In Lancet Oncology this week, an international team of researchers reports a genomic analysis of markers for survival and metastatic potential in childhood central nervous system primitive neuro-ectodermal brain tumors. The team obtained 142 primary hemispheric CNS PNET samples, and examined the transcriptomes of 51 samples, and copy-number profiles of 77 samples. Using clustering, gene, and pathway enrichment analyses to identify tumor subgroups and group-specific molecular markers, the team identified three molecular subgroups of CNS PNETs that were distinguished by "primitive neural, oligoneural, and mesenchymal lineage gene-expression signatures with differential expression of cell-lineage markers LIN28 and OLIG2." Patients with neural tumors were most often female, young, and had poor survival, while patients with mesenchymal tumors had the highest incidence of metastasis at diagnosis. "LIN28 and OLIG2 are promising diagnostic and prognostic molecular markers for CNS PNET that warrant further assessment in prospective clinical trials," the authors add.

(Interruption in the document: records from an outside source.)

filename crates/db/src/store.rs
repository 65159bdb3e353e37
//! [`EntityStore`] backed by PostgreSQL.
//!
//! Every trait method maps onto one repository call and therefore one SQL
//! statement, which is what makes each of them atomic.

use async_trait::async_trait;
use openmic_core::event::{Event, EventStatus};
use openmic_core::notification::Notification;
use openmic_core::store::{EntityStore, StoreError, StoreResult};
use openmic_core::types::DbId;
use openmic_core::user::{NotificationPreferences, PerformanceSlotRef, User};

use crate::repositories::{EventRepo, NotificationRepo, UserRepo};
use crate::DbPool;

/// Entity store over a shared connection pool. Cheap to clone.
#[derive(Debug, Clone)]
pub struct PgEntityStore {
    pool: DbPool,
}

impl PgEntityStore {
    pub fn new(pool: DbPool) -> Self {
        Self { pool }
    }

    pub fn pool(&self) -> &DbPool {
        &self.pool
    }
}

fn backend(err: sqlx::Error) -> StoreError {
    tracing::error!(error = %err, "Database error");
    if matches!(err, sqlx::Error::PoolTimedOut | sqlx::Error::PoolClosed) {
        StoreError::Unavailable(err.to_string())
    } else {
        StoreError::backend(err)
    }
}

#[async_trait]
impl EntityStore for PgEntityStore {
    async fn find_user(&self, id: DbId) -> StoreResult<Option<User>> {
        UserRepo::find_by_id(&self.pool, id).await.map_err(backend)
    }

    async fn insert_user(&self, user: &User) -> StoreResult<()> {
        UserRepo::insert(&self.pool, user).await.map_err(backend)
    }

    async fn find_slot_alert_recipients(&self) -> StoreResult<Vec<User>> {
        UserRepo::list_slot_alert_recipients(&self.pool)
            .await
            .map_err(backend)
    }

    async fn update_notification_preferences(
        &self,
        user_id: DbId,
        prefs: &NotificationPreferences,
    ) -> StoreResult<bool> {
        UserRepo::update_preferences(&self.pool, user_id, prefs)
            .await
            .map_err(backend)
    }

    async fn update_user_profile(&self, user: &User) -> StoreResult<bool> {
        UserRepo::update_profile(&self.pool, user)
            .await
            .map_err(backend)
    }

    async fn add_event_attending(&self, user_id: DbId, event_id: DbId) -> StoreResult<bool> {
        UserRepo::add_event_attending(&self.pool, user_id, event_id)
            .await
            .map_err(backend)
    }

    async fn remove_event_attending(&self, user_id: DbId, event_id: DbId) -> StoreResult<bool> {
        UserRepo::remove_event_attending(&self.pool, user_id, event_id)
            .await
            .map_err(backend)
    }

    async fn add_performance_slot(
        &self,
        user_id: DbId,
        entry: PerformanceSlotRef,
    ) -> StoreResult<bool> {
        UserRepo::add_performance_slot(&self.pool, user_id, entry)
            .await
            .map_err(backend)
    }

    async fn remove_performance_slot(
        &self,
        user_id: DbId,
        entry: PerformanceSlotRef,
    ) -> StoreResult<bool> {
        UserRepo::remove_performance_slot(&self.pool, user_id, entry)
            .await
            .map_err(backend)
    }

    async fn add_event_hosting(&self, user_id: DbId, event_id: DbId) -> StoreResult<bool> {
        UserRepo::add_event_hosting(&self.pool, user_id, event_id)
            .await
            .map_err(backend)
    }

    async fn remove_event_hosting(&self, user_id: DbId, event_id: DbId) -> StoreResult<bool> {
        UserRepo::remove_event_hosting(&self.pool, user_id, event_id)
            .await
            .map_err(backend)
    }

    async fn unlink_event(
        &self,
        event_id: DbId,
        attendee_ids: &[DbId],
        claimant_ids: &[DbId],
    ) -> StoreResult<u64> {
        UserRepo::unlink_event(&self.pool, event_id, attendee_ids, claimant_ids)
            .await
            .map_err(backend)
    }

    async fn replace_user_links(
        &self,
        user_id: DbId,
        events_attending: &[DbId],
        performance_slots: &[PerformanceSlotRef],
    ) -> StoreResult<bool> {
        UserRepo::replace_links(&self.pool, user_id, events_attending, performance_slots)
            .await
            .map_err(backend)
    }

    async fn find_event(&self, id: DbId) -> StoreResult<Option<Event>> {
        EventRepo::find_by_id(&self.pool, id).await.map_err(backend)
    }

    async fn list_events(&self, status: Option<EventStatus>) -> StoreResult<Vec<Event>> {
        EventRepo::list(&self.pool, status).await.map_err(backend)
    }

    async fn find_events_involving(&self, user_id: DbId) -> StoreResult<Vec<Event>> {
        EventRepo::list_involving(&self.pool, user_id)
            .await
            .map_err(backend)
    }

    async fn insert_event(&self, event: &Event) -> StoreResult<()> {
        EventRepo::insert(&self.pool, event).await.map_err(backend)
    }

    async fn update_event(&self, event: &Event) -> StoreResult<bool> {
        EventRepo::update_if_version(&self.pool, event)
            .await
            .map_err(backend)
    }

    async fn delete_event(&self, event: &Event) -> StoreResult<bool> {
        EventRepo::delete_if_version(&self.pool, event.id, event.version)
            .await
            .map_err(backend)
    }

    async fn insert_notifications(&self, notifications: &[Notification]) -> StoreResult<u64> {
        NotificationRepo::insert_many(&self.pool, notifications)
            .await
            .map_err(backend)
    }

    async fn list_notifications(
        &self,
        recipient_id: DbId,
        unread_only: bool,
        limit: i64,
    ) -> StoreResult<Vec<Notification>> {
        NotificationRepo::list_for_recipient(&self.pool, recipient_id, unread_only, limit)
            .await
            .map_err(backend)
    }

    async fn find_notification(&self, id: DbId) -> StoreResult<Option<Notification>> {
        NotificationRepo::find_by_id(&self.pool, id)
            .await
            .map_err(backend)
    }

    async fn count_unread_notifications(&self, recipient_id: DbId) -> StoreResult<i64> {
        NotificationRepo::unread_count(&self.pool, recipient_id)
            .await
            .map_err(backend)
    }

    async fn mark_notification_read(&self, id: DbId) -> StoreResult<bool> {
        NotificationRepo::mark_read(&self.pool, id)
            .await
            .map_err(backend)
    }

    async fn mark_all_notifications_read(&self, recipient_id: DbId) -> StoreResult<u64> {
        NotificationRepo::mark_all_read(&self.pool, recipient_id)
            .await
            .map_err(backend)
    }

    async fn delete_notification(&self, id: DbId) -> StoreResult<bool> {
        NotificationRepo::delete(&self.pool, id)
            .await
            .map_err(backend)
    }
}
//! Notification row model.

use openmic_core::notification::Notification;
use openmic_core::types::{DbId, Timestamp};
use sqlx::FromRow;

use super::decode_error;

/// A row from the `notifications` table.
#[derive(Debug, Clone, FromRow)]
pub struct NotificationRow {
    pub id: DbId,
    pub recipient_id: DbId,
    pub notification_type: String,
    pub title: String,
    pub message: String,
    pub event_id: Option<DbId>,
    pub time_slot_id: Option<DbId>,
    pub is_read: bool,
    pub created_at: Timestamp,
}

impl TryFrom<NotificationRow> for Notification {
    type Error = sqlx::Error;

    fn try_from(row: NotificationRow) -> Result<Self, Self::Error> {
        Ok(Notification {
            id: row.id,
            recipient_id: row.recipient_id,
            kind: row.notification_type.parse().map_err(decode_error)?,
            title: row.title,
            message: row.message,
            event_id: row.event_id,
            time_slot_id: row.time_slot_id,
            read: row.is_read,
            created_at: row.created_at,
        })
    }
}
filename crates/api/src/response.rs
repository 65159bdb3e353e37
//! Shared response envelope types for API handlers.
//!
//! All API responses use a `{ "data": ... }` envelope.

use serde::Serialize;

/// Standard `{ "data": T }` response envelope.
#[derive(Debug, Serialize)]
pub struct DataResponse<T: Serialize> {
    pub data: T,
}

And in NEJM this week, the University of Maryland's Edward Sausville writes in an editorial that MEK inhibitors like trametinib show promise for patients with RAF-mutated tumors. In a recent study published in NEJM, researchers showed that trametinib decreased the rate of tumor progression in patients with BRAF-mutated melanoma. "Studies are being conducted to determine how other MEK inhibitors will fare in other types of tumors with mutations in RAS, RAF, MEK, and ERK," Sausville says. "It is hoped that many agents affecting MEK will be useful to these patients. If this hypothesis holds true, we will again have an illustration that careful strategic thinking in matching a new oncology drug to a molecularly defined target population is necessary to get the most expeditious and obvious evidence of value."